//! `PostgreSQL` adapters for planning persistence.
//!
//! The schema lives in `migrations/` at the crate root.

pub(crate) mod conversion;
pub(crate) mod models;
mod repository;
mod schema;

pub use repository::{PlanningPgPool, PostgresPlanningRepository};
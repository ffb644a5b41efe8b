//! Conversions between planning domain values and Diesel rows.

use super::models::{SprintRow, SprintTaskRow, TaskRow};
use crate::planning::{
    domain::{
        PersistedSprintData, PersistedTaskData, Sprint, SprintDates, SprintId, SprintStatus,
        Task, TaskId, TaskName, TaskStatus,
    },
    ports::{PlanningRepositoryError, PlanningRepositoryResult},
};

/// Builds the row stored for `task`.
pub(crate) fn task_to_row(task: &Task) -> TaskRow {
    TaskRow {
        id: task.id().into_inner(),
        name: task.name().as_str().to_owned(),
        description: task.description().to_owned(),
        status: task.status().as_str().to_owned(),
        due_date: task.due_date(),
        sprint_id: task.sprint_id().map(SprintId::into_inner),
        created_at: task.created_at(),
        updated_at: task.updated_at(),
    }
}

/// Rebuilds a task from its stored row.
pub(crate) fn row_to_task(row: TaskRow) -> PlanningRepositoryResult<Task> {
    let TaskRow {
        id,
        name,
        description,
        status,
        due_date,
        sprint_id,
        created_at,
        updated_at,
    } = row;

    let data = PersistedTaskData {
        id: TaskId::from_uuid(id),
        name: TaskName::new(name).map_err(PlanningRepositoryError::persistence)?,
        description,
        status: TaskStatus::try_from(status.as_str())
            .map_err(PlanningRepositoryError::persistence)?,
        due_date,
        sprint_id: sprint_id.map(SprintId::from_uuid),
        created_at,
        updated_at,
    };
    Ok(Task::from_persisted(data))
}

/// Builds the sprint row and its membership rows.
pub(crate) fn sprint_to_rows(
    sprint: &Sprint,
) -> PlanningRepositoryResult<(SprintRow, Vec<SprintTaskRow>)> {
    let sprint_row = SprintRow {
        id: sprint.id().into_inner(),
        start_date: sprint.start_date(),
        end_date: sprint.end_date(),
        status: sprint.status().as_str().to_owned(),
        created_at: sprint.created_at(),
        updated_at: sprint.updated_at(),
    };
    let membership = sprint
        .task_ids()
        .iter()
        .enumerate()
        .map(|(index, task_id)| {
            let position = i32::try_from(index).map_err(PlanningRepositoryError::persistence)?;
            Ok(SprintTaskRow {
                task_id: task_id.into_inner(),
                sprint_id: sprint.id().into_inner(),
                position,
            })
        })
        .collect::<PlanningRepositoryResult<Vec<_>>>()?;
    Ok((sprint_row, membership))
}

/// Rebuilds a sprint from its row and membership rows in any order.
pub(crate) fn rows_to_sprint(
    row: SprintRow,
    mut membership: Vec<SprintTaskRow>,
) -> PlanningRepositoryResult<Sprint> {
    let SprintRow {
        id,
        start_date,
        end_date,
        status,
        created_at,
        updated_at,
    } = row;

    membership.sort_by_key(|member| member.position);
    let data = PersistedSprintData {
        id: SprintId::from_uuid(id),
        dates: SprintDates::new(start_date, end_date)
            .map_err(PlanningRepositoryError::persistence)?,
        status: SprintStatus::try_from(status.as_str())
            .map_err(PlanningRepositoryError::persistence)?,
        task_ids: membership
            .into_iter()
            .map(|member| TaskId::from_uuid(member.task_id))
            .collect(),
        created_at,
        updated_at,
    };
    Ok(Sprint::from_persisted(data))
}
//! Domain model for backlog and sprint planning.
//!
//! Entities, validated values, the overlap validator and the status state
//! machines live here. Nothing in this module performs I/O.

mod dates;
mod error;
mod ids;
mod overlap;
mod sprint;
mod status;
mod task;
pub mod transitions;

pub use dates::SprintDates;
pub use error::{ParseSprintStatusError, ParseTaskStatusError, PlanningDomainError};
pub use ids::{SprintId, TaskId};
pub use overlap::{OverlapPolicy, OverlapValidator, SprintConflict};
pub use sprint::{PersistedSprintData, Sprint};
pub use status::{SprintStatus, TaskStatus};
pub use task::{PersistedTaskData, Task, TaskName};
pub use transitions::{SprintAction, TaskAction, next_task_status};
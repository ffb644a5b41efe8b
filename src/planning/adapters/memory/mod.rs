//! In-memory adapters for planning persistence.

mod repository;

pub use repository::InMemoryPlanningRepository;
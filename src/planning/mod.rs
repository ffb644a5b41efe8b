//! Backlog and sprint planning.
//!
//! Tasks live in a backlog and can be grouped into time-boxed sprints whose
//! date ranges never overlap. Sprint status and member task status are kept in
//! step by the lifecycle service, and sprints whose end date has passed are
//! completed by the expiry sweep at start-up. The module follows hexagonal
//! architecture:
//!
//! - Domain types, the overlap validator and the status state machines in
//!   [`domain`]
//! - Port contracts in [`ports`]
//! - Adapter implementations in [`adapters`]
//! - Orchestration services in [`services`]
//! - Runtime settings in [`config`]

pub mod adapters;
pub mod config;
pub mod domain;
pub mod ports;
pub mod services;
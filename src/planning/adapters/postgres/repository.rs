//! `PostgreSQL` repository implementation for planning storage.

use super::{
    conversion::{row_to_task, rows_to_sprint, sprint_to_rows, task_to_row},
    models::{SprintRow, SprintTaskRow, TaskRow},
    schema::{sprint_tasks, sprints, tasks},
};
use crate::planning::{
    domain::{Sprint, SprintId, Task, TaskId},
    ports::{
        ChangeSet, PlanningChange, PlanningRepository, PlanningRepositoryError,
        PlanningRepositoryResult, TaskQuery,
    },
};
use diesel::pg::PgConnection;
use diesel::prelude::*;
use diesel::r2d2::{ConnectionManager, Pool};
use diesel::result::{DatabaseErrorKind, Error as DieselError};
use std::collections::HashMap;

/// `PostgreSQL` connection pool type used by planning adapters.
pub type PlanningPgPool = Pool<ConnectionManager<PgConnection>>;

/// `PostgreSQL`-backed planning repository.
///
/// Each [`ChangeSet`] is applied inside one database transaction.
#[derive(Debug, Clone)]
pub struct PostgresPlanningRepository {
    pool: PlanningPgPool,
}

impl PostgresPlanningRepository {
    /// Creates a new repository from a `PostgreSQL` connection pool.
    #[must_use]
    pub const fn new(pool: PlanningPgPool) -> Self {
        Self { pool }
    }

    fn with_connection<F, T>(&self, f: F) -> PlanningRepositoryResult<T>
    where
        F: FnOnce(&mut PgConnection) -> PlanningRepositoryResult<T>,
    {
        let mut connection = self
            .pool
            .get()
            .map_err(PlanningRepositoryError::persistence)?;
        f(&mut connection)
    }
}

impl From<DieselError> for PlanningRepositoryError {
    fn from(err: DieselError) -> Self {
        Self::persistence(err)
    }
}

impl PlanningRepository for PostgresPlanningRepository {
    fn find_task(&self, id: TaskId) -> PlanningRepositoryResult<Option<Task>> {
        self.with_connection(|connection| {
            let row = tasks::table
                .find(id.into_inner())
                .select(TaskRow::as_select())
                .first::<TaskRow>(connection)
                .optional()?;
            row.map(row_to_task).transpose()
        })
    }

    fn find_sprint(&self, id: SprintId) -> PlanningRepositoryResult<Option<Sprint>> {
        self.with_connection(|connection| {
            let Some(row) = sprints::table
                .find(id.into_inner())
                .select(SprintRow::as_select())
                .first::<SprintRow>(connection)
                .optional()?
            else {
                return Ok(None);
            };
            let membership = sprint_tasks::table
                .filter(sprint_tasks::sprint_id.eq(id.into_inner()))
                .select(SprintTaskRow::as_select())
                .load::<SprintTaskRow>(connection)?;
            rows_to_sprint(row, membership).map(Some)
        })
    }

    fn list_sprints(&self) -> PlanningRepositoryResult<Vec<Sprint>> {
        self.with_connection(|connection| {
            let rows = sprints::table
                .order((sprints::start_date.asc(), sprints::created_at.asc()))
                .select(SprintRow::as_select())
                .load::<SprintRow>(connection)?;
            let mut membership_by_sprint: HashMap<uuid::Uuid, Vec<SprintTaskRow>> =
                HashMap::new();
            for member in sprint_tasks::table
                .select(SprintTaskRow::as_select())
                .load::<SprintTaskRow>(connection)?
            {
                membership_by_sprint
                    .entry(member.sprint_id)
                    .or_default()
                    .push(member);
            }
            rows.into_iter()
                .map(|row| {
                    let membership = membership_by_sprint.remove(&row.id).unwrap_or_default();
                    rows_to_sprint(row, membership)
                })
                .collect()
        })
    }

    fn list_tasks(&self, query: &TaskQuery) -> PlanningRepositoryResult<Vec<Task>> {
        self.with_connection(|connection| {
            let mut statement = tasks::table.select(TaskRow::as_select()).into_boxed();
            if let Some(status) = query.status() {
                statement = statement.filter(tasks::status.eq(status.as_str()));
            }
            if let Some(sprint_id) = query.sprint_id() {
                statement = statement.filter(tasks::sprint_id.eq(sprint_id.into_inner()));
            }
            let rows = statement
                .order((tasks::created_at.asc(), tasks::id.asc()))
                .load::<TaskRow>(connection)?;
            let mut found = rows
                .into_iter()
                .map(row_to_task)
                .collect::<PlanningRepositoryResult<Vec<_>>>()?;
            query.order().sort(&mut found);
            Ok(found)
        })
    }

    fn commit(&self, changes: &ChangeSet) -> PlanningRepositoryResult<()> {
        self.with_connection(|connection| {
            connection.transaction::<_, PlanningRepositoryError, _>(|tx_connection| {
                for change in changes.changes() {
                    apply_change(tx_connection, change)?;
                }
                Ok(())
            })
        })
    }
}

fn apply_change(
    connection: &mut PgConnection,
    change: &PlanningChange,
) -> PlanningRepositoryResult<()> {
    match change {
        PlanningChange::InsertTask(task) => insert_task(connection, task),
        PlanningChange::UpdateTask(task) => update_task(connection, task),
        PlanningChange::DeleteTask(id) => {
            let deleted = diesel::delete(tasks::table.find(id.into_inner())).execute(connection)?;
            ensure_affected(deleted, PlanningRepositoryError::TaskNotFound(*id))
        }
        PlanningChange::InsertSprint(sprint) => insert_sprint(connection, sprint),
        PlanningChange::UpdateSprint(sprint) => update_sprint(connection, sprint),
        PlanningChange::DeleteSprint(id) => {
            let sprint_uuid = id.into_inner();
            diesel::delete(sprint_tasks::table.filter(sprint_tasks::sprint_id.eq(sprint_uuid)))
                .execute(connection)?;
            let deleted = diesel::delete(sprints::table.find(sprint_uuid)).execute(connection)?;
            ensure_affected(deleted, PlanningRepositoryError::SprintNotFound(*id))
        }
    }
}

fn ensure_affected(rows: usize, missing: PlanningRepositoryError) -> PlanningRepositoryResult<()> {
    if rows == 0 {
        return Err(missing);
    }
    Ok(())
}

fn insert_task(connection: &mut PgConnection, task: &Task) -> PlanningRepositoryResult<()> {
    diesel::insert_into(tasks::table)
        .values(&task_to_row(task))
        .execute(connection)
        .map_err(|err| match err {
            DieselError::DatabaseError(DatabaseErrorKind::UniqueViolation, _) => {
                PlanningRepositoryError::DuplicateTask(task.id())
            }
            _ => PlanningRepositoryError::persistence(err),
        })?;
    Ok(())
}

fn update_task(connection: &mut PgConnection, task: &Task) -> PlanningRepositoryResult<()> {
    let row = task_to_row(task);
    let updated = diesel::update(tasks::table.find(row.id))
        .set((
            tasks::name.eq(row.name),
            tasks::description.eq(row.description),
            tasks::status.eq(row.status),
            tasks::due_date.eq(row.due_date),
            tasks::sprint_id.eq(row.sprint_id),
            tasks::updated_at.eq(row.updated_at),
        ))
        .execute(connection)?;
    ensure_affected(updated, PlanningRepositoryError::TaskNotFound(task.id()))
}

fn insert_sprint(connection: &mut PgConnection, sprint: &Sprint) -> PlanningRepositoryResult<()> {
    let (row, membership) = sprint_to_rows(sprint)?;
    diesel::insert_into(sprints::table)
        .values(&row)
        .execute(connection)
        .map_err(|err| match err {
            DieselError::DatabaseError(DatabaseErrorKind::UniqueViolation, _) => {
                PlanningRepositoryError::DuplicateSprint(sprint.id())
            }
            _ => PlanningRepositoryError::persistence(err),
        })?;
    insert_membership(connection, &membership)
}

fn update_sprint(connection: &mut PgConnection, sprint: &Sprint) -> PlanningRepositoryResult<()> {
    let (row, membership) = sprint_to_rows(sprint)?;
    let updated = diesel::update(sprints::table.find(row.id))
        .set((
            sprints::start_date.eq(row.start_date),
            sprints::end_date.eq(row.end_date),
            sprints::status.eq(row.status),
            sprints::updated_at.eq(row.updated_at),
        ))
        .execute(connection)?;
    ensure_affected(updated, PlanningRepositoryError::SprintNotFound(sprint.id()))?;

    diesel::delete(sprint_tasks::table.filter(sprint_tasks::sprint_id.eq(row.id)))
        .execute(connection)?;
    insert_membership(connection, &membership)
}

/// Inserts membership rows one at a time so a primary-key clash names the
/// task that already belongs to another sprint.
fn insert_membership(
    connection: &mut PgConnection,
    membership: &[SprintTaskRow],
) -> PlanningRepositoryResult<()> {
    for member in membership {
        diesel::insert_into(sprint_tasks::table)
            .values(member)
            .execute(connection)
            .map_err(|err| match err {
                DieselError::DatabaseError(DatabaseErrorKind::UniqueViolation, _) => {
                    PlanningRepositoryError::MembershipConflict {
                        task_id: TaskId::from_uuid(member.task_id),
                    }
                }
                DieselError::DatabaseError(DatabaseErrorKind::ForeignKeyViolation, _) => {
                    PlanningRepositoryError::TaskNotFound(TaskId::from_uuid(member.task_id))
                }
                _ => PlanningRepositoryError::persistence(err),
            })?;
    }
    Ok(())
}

WHAT YOU WILL DO ->
Go through the data and copy every line that includes "SprintTaskRow".

ANSWER SECTION ->
use super::models::{SprintRow, SprintTaskRow, TaskRow};
) -> PlanningRepositoryResult<(SprintRow, Vec<SprintTaskRow>)> {
            Ok(SprintTaskRow {
    mut membership: Vec<SprintTaskRow>,
    models::{SprintRow, SprintTaskRow, TaskRow},
                .select(SprintTaskRow::as_select())
                .load::<SprintTaskRow>(connection)?;
            let mut membership_by_sprint: HashMap<uuid::Uuid, Vec<SprintTaskRow>> =
                .select(SprintTaskRow::as_select())
                .load::<SprintTaskRow>(connection)?
    membership: &[SprintTaskRow],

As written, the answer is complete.